Joint Research Projects

Study In Thailand

Development of Machine Learning Algorithms to Predict Resistant Bacteria and Assist Empiric Antibiotic Prescribing among Patients with Suspected Infection





Antibiotic resistance is a major threat to public health. Substantial increases in antibiotic resistance rates have raised concerns and bleak estimates as to the future of effective antibiotic treatment. The emergence of antibiotic resistance is mainly shaped by the evolutionary forces of genetic variation (ie, mutations and horizontal gene transfer) and selection exerted by antibiotic usage. Correspondingly, antibiotic consumption has been repeatedly correlated with increases in antibiotic resistance rates. However, decreases in antibiotic consumption can revert bacterial populations to antibiotic susceptibility, likely due to the fitness cost that antibiotic resistance incurs. Hence, a straightforward intervention to reduce the burden of antibiotic resistance is to decrease antibiotic consumption, for example, by reducing inappropriate antibiotic use during empiric therapy.

Two main types of errors occur during empiric therapy:

  • The Prescription of Inefficient Antibiotics

The antibiotics prescribed do not clear the bacterial pathogen due to its resistance to them.

  • The Prescription of Antibiotics with Coverage that is Too Broad

Antibiotics with lower coverage would suffice to treat the infection.



Regularization is the process of adding information in order to solve an ill-posed problem or to prevent overfitting. The regularization term, or penalty, imposes a cost on the optimization function to make the optimal solution unique. The work flow usually is, that one tries a specific regularization and then figures out the probability density that corresponds to that regularization to justify the choice. In machine learning, the data term corresponds to the training data and the regularization is either the choice of the model or modifications to the algorithm. It is always intended to reduce the generalization error, i.e. the error score with the trained model on the evaluation set and not the training data. One of the earliest uses of regularization is related to the method of least squares.

  • L1-regression (least absolute shrinkage and selection operator; also Lasso or LASSO)

A regression analysis method that performs both variable selection and regularization in order to enhance the prediction accuracy and interpretability of the resulting statistical model.



In this study, we use L1 regularization logistic regression as our method. We take fifteen features as input data of model, and we utilize these features to predict (1) which bacteria group the patient belongs to (2) whether the patient is resistant for Amikacin when the bacteria group retain one of these groups, such as Acinetobacter spp., Escherichia coli, Gram negative, Klebsiella spp., Pseudomonas aeruginosa, Staphylococcus spp., and Staphylococcus aureus. Amikacin is an antibiotic medication that are commonly used for several bacterial infections. Therefore, we utilize machine learning to solve this classification problem due to powerful applicable ability of machine learning technique.

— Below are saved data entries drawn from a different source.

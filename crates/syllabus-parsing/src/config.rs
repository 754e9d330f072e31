use regex::Regex;

use syllabus_core::config_file::FieldsConfig;

use crate::ParsingError;

/// Controls how a list of headings/markers is overridden from its defaults.
#[derive(Debug, Clone, Default)]
pub enum ListOverride<T> {
    /// Use the built-in defaults.
    #[default]
    Default,
    /// Completely replace the defaults with these values.
    Replace(Vec<T>),
    /// Append these values to the defaults.
    Extend(Vec<T>),
}

impl<T: Clone> ListOverride<T> {
    /// Resolve this override against the given defaults.
    pub fn resolve(&self, defaults: &[T]) -> Vec<T> {
        match self {
            ListOverride::Default => defaults.to_vec(),
            ListOverride::Replace(v) => v.clone(),
            ListOverride::Extend(v) => {
                let mut result = defaults.to_vec();
                result.extend(v.iter().cloned());
                result
            }
        }
    }

    fn push(&mut self, value: T) {
        match self {
            ListOverride::Extend(v) => v.push(value),
            _ => *self = ListOverride::Extend(vec![value]),
        }
    }
}

/// Configuration for the field table.
///
/// Regex fields are `Option<Regex>`; `None` means "use the built-in default".
/// Use [`ParsingConfigBuilder`] to construct with string patterns.
#[derive(Debug, Clone, Default)]
pub struct ParsingConfig {
    // ── office hours ──
    pub(crate) office_hours_markers: ListOverride<String>,

    // ── grading weights ──
    pub(crate) weight_markers: ListOverride<String>,
    pub(crate) grading_headings: ListOverride<String>,
    pub(crate) grading_boundaries: ListOverride<String>,

    // ── grading scale ──
    pub(crate) scale_markers: ListOverride<String>,
    pub(crate) scale_headings: ListOverride<String>,
    /// Line shape of a letter-grade cutoff row.
    pub(crate) grade_line_re: Option<Regex>,

    // ── late policy ──
    pub(crate) late_headings: ListOverride<String>,
    pub(crate) late_keywords: ListOverride<String>,

    // ── contact ──
    pub(crate) email_re: Option<Regex>,
}

/// Builder for [`ParsingConfig`].
///
/// Accepts string patterns that are compiled to `Regex` in [`build()`](Self::build).
/// Fails fast if any pattern is invalid.
#[derive(Debug, Clone, Default)]
pub struct ParsingConfigBuilder {
    office_hours_markers: ListOverride<String>,
    weight_markers: ListOverride<String>,
    grading_headings: ListOverride<String>,
    grading_boundaries: ListOverride<String>,
    scale_markers: ListOverride<String>,
    scale_headings: ListOverride<String>,
    grade_line_re: Option<String>,
    late_headings: ListOverride<String>,
    late_keywords: ListOverride<String>,
    email_re: Option<String>,
}

impl ParsingConfigBuilder {
    pub fn new() -> Self {
        Self::default()
    }

    /// Seed a builder from the `[fields]` section of a config file.
    /// Every list present in the file replaces the built-in list.
    pub fn from_fields_config(fields: &FieldsConfig) -> Self {
        let replace = |list: &Option<Vec<String>>| match list {
            Some(v) => ListOverride::Replace(v.clone()),
            None => ListOverride::Default,
        };

        Self {
            office_hours_markers: replace(&fields.office_hours_markers),
            weight_markers: replace(&fields.weight_markers),
            grading_headings: replace(&fields.grading_headings),
            grading_boundaries: replace(&fields.grading_boundaries),
            scale_markers: replace(&fields.scale_markers),
            scale_headings: replace(&fields.scale_headings),
            grade_line_re: fields.grade_line_pattern.clone(),
            late_headings: replace(&fields.late_headings),
            late_keywords: replace(&fields.late_keywords),
            email_re: fields.email_pattern.clone(),
        }
    }

    // ── Office hours ──

    pub fn set_office_hours_markers(mut self, markers: Vec<String>) -> Self {
        self.office_hours_markers = ListOverride::Replace(markers);
        self
    }

    pub fn add_office_hours_marker(mut self, marker: String) -> Self {
        self.office_hours_markers.push(marker);
        self
    }

    // ── Grading weights ──

    pub fn set_weight_markers(mut self, markers: Vec<String>) -> Self {
        self.weight_markers = ListOverride::Replace(markers);
        self
    }

    pub fn add_weight_marker(mut self, marker: String) -> Self {
        self.weight_markers.push(marker);
        self
    }

    pub fn set_grading_headings(mut self, headings: Vec<String>) -> Self {
        self.grading_headings = ListOverride::Replace(headings);
        self
    }

    pub fn set_grading_boundaries(mut self, boundaries: Vec<String>) -> Self {
        self.grading_boundaries = ListOverride::Replace(boundaries);
        self
    }

    pub fn add_grading_boundary(mut self, boundary: String) -> Self {
        self.grading_boundaries.push(boundary);
        self
    }

    // ── Grading scale ──

    pub fn set_scale_markers(mut self, markers: Vec<String>) -> Self {
        self.scale_markers = ListOverride::Replace(markers);
        self
    }

    pub fn set_scale_headings(mut self, headings: Vec<String>) -> Self {
        self.scale_headings = ListOverride::Replace(headings);
        self
    }

    pub fn grade_line_regex(mut self, pattern: &str) -> Self {
        self.grade_line_re = Some(pattern.to_string());
        self
    }

    // ── Late policy ──

    pub fn set_late_headings(mut self, headings: Vec<String>) -> Self {
        self.late_headings = ListOverride::Replace(headings);
        self
    }

    pub fn add_late_heading(mut self, heading: String) -> Self {
        self.late_headings.push(heading);
        self
    }

    pub fn set_late_keywords(mut self, keywords: Vec<String>) -> Self {
        self.late_keywords = ListOverride::Replace(keywords);
        self
    }

    pub fn add_late_keyword(mut self, keyword: String) -> Self {
        self.late_keywords.push(keyword);
        self
    }

    // ── Contact ──

    pub fn email_regex(mut self, pattern: &str) -> Self {
        self.email_re = Some(pattern.to_string());
        self
    }

    /// Compile all string patterns into regexes and produce a [`ParsingConfig`].
    pub fn build(self) -> Result<ParsingConfig, ParsingError> {
        let compile = |field: &'static str,
                       opt: Option<String>|
         -> Result<Option<Regex>, ParsingError> {
            opt.map(|p| Regex::new(&p))
                .transpose()
                .map_err(|source| ParsingError::InvalidPattern { field, source })
        };

        Ok(ParsingConfig {
            office_hours_markers: self.office_hours_markers,
            weight_markers: self.weight_markers,
            grading_headings: self.grading_headings,
            grading_boundaries: self.grading_boundaries,
            scale_markers: self.scale_markers,
            scale_headings: self.scale_headings,
            grade_line_re: compile("grade_line_pattern", self.grade_line_re)?,
            late_headings: self.late_headings,
            late_keywords: self.late_keywords,
            email_re: compile("email_pattern", self.email_re)?,
        })
    }
}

Predicting which bacteria group the patient belongs to is a multiclass classification while predicting whether the patient is resistant for Amikacin that belongs to binary classification (resistant or susceptibility).

First, for task 1 the experimental results are shown in Table I. We can notice that whatever the penalty weight of L1 is, and the results are similar.

Table I 

Predicting which bacteria group the patient belongs to
L1 Penalty weight Training Accuracy Test Accuracy
0.001 0.482 0.477
0.01 0.482 0.477
0.1 0.482 0.477
1 0.482 0.477
10 0.481 0.479
100 0.482 0.481

In addition, the numerical results of task 2 are illustrated with Fig. 1., the x-coordinate represents bacteria group and y-coordinate represents predicting accuracy.

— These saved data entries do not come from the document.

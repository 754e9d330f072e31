use serde::ser::{SerializeMap, Serializer};
use serde::{Deserialize, Serialize};

pub mod backend;
pub mod config_file;

// Re-export for convenience
pub use backend::{BackendError, PageImage, PageRasterizer, PdfBackend, TextRecognizer};

/// Sentinel rendered for a field that could not be located in the document.
pub const NOT_FOUND: &str = "Not found";

/// Baseline insertion point of a run in page coordinate space.
#[derive(Debug, Clone, Copy, PartialEq, Default, Serialize, Deserialize)]
pub struct Point {
    pub x: f32,
    pub y: f32,
}

impl Point {
    pub fn new(x: f32, y: f32) -> Self {
        Self { x, y }
    }
}

/// One atomic unit of decoded text on a page: a word, a fragment, or a
/// single glyph, placed at its baseline origin.
#[derive(Debug, Clone, PartialEq, Serialize, Deserialize)]
pub struct PositionedRun {
    pub text: String,
    pub origin: Point,
}

impl PositionedRun {
    pub fn new(text: impl Into<String>, x: f32, y: f32) -> Self {
        Self {
            text: text.into(),
            origin: Point::new(x, y),
        }
    }
}

/// The runs of one page, in the decoder's paint order.
#[derive(Debug, Clone, PartialEq, Default, Serialize, Deserialize)]
pub struct Page {
    /// 1-based page number.
    pub index: usize,
    pub runs: Vec<PositionedRun>,
}

impl Page {
    pub fn new(index: usize, runs: Vec<PositionedRun>) -> Self {
        Self { index, runs }
    }
}

/// Which path produced the text handed to the section extractor.
#[derive(Debug, Clone, Copy, PartialEq, Eq, Serialize, Deserialize)]
#[serde(rename_all = "snake_case")]
pub enum TextSource {
    /// Text layer reconstructed from positioned runs.
    Direct,
    /// Page images run through optical character recognition.
    Ocr,
}

/// Value of one semantic field: either the captured text or the
/// "not found" sentinel. Absence is never an error.
#[derive(Debug, Clone, PartialEq, Eq, Default)]
pub enum FieldValue {
    Found(String),
    #[default]
    NotFound,
}

impl FieldValue {
    pub fn is_found(&self) -> bool {
        matches!(self, FieldValue::Found(_))
    }

    pub fn as_deref(&self) -> Option<&str> {
        match self {
            FieldValue::Found(s) => Some(s),
            FieldValue::NotFound => None,
        }
    }

    /// Display form, with the sentinel substituted for absent fields.
    pub fn as_str(&self) -> &str {
        self.as_deref().unwrap_or(NOT_FOUND)
    }
}

impl From<Option<String>> for FieldValue {
    fn from(value: Option<String>) -> Self {
        match value {
            Some(s) => FieldValue::Found(s),
            None => FieldValue::NotFound,
        }
    }
}

impl std::fmt::Display for FieldValue {
    fn fmt(&self, f: &mut std::fmt::Formatter<'_>) -> std::fmt::Result {
        f.write_str(self.as_str())
    }
}

impl Serialize for FieldValue {
    fn serialize<S: Serializer>(&self, serializer: S) -> Result<S::Ok, S::Error> {
        serializer.serialize_str(self.as_str())
    }
}

/// A single field resolved against a document.
#[derive(Debug, Clone, PartialEq, Eq, Serialize)]
pub struct ExtractedField {
    pub name: String,
    pub value: FieldValue,
}

/// Field name → value, in field-table declaration order.
#[derive(Debug, Clone, Default, PartialEq, Eq)]
pub struct ExtractionResult {
    fields: Vec<ExtractedField>,
}

impl ExtractionResult {
    pub fn new() -> Self {
        Self::default()
    }

    pub fn push(&mut self, name: impl Into<String>, value: FieldValue) {
        self.fields.push(ExtractedField {
            name: name.into(),
            value,
        });
    }

    /// Look up a field by name. Unknown names return `None`, not the sentinel.
    pub fn get(&self, name: &str) -> Option<&FieldValue> {
        self.fields.iter().find(|f| f.name == name).map(|f| &f.value)
    }

    pub fn iter(&self) -> impl Iterator<Item = &ExtractedField> {
        self.fields.iter()
    }

    pub fn len(&self) -> usize {
        self.fields.len()
    }

    pub fn is_empty(&self) -> bool {
        self.fields.is_empty()
    }

    pub fn found_count(&self) -> usize {
        self.fields.iter().filter(|f| f.value.is_found()).count()
    }
}

impl Serialize for ExtractionResult {
    fn serialize<S: Serializer>(&self, serializer: S) -> Result<S::Ok, S::Error> {
        let mut map = serializer.serialize_map(Some(self.fields.len()))?;
        for field in &self.fields {
            map.serialize_entry(&field.name, &field.value)?;
        }
        map.end()
    }
}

Fig. 1. Binary classification for predicting whether the patient is resistant for Amikacin



A major possible improvement of empiric therapy can stem from use of large medical datasets in conjunction with machine learning (ML) algorithms. This approach has been gaining traction lately and is recognized as likely being a part of future treatment in many medical fields. Various studies have identified risk factors for antibiotic-resistant infections based on patient comorbidities, demographics, previous treatments, and other patient characteristics.

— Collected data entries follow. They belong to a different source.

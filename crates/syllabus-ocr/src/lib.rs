//! Tesseract OCR backend.
//!
//! Recognizes the text of rasterized syllabus pages when a document has no
//! extractable text layer (scanned handouts, image-only exports).
//! Requires the Tesseract and Leptonica system libraries plus language data.

use leptess::{LepTess, Variable};
use thiserror::Error;

use syllabus_core::{BackendError, PageImage, TextRecognizer};

/// Configuration for OCR processing
#[derive(Debug, Clone, PartialEq, Eq)]
pub struct OcrConfig {
    /// Tesseract language codes (e.g., "eng", "eng+fra")
    pub language: String,
    /// Page segmentation mode (see Tesseract PSM)
    pub page_segmentation_mode: u32,
    /// Resolution the page images were rendered at, passed to Tesseract
    pub source_dpi: Option<u32>,
}

impl Default for OcrConfig {
    fn default() -> Self {
        Self {
            language: "eng".to_string(),
            page_segmentation_mode: 3, // PSM_AUTO (fully automatic)
            source_dpi: None,
        }
    }
}

#[derive(Error, Debug)]
pub enum OcrError {
    #[error("failed to initialize Tesseract with language '{language}': {message}")]
    Init { language: String, message: String },
}

/// [`TextRecognizer`] backed by Tesseract via `leptess`.
pub struct TesseractRecognizer {
    config: OcrConfig,
}

impl TesseractRecognizer {
    /// Create a recognizer, verifying Tesseract can load the configured language.
    pub fn new(config: OcrConfig) -> Result<Self, OcrError> {
        let _probe = LepTess::new(None, &config.language).map_err(|e| OcrError::Init {
            language: config.language.clone(),
            message: format!("{e}. Make sure the language data is installed"),
        })?;
        Ok(Self { config })
    }

    pub fn config(&self) -> &OcrConfig {
        &self.config
    }
}

impl TextRecognizer for TesseractRecognizer {
    fn recognize(&self, image: &PageImage) -> Result<String, BackendError> {
        let page = image.page();
        let recognize_err = |message: String| BackendError::Recognize { page, message };

        // LepTess is not Sync, so each call owns its engine
        let mut lt = LepTess::new(None, &self.config.language)
            .map_err(|e| recognize_err(format!("failed to initialize Tesseract: {e}")))?;

        lt.set_variable(
            Variable::TesseditPagesegMode,
            &self.config.page_segmentation_mode.to_string(),
        )
        .map_err(|e| recognize_err(format!("failed to set PSM: {e}")))?;

        lt.set_image(image.path())
            .map_err(|e| recognize_err(format!("failed to load page image: {e}")))?;

        if let Some(dpi) = self.config.source_dpi {
            lt.set_source_resolution(dpi as i32);
        }

        let text = lt
            .get_utf8_text()
            .map_err(|e| recognize_err(format!("recognized text is not UTF-8: {e}")))?;

        tracing::debug!(page, chars = text.len(), "recognized page");
        Ok(text)
    }
}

When treating patients for infection, the physician must balance the survival benefit that may result from the prompt initiation of effective antibiotic therapy against the risk of adverse side effects, complications, potential for the development of resistance and the increased costs that may follow the use of unnecessary broad-spectrum agents. The modern health system has access to enormous amounts of information about each patient. Recent studies have demonstrated the ability of open-source machine-learning algorithms to use such data in the prediction of antibiotic resistance in different clinical settings.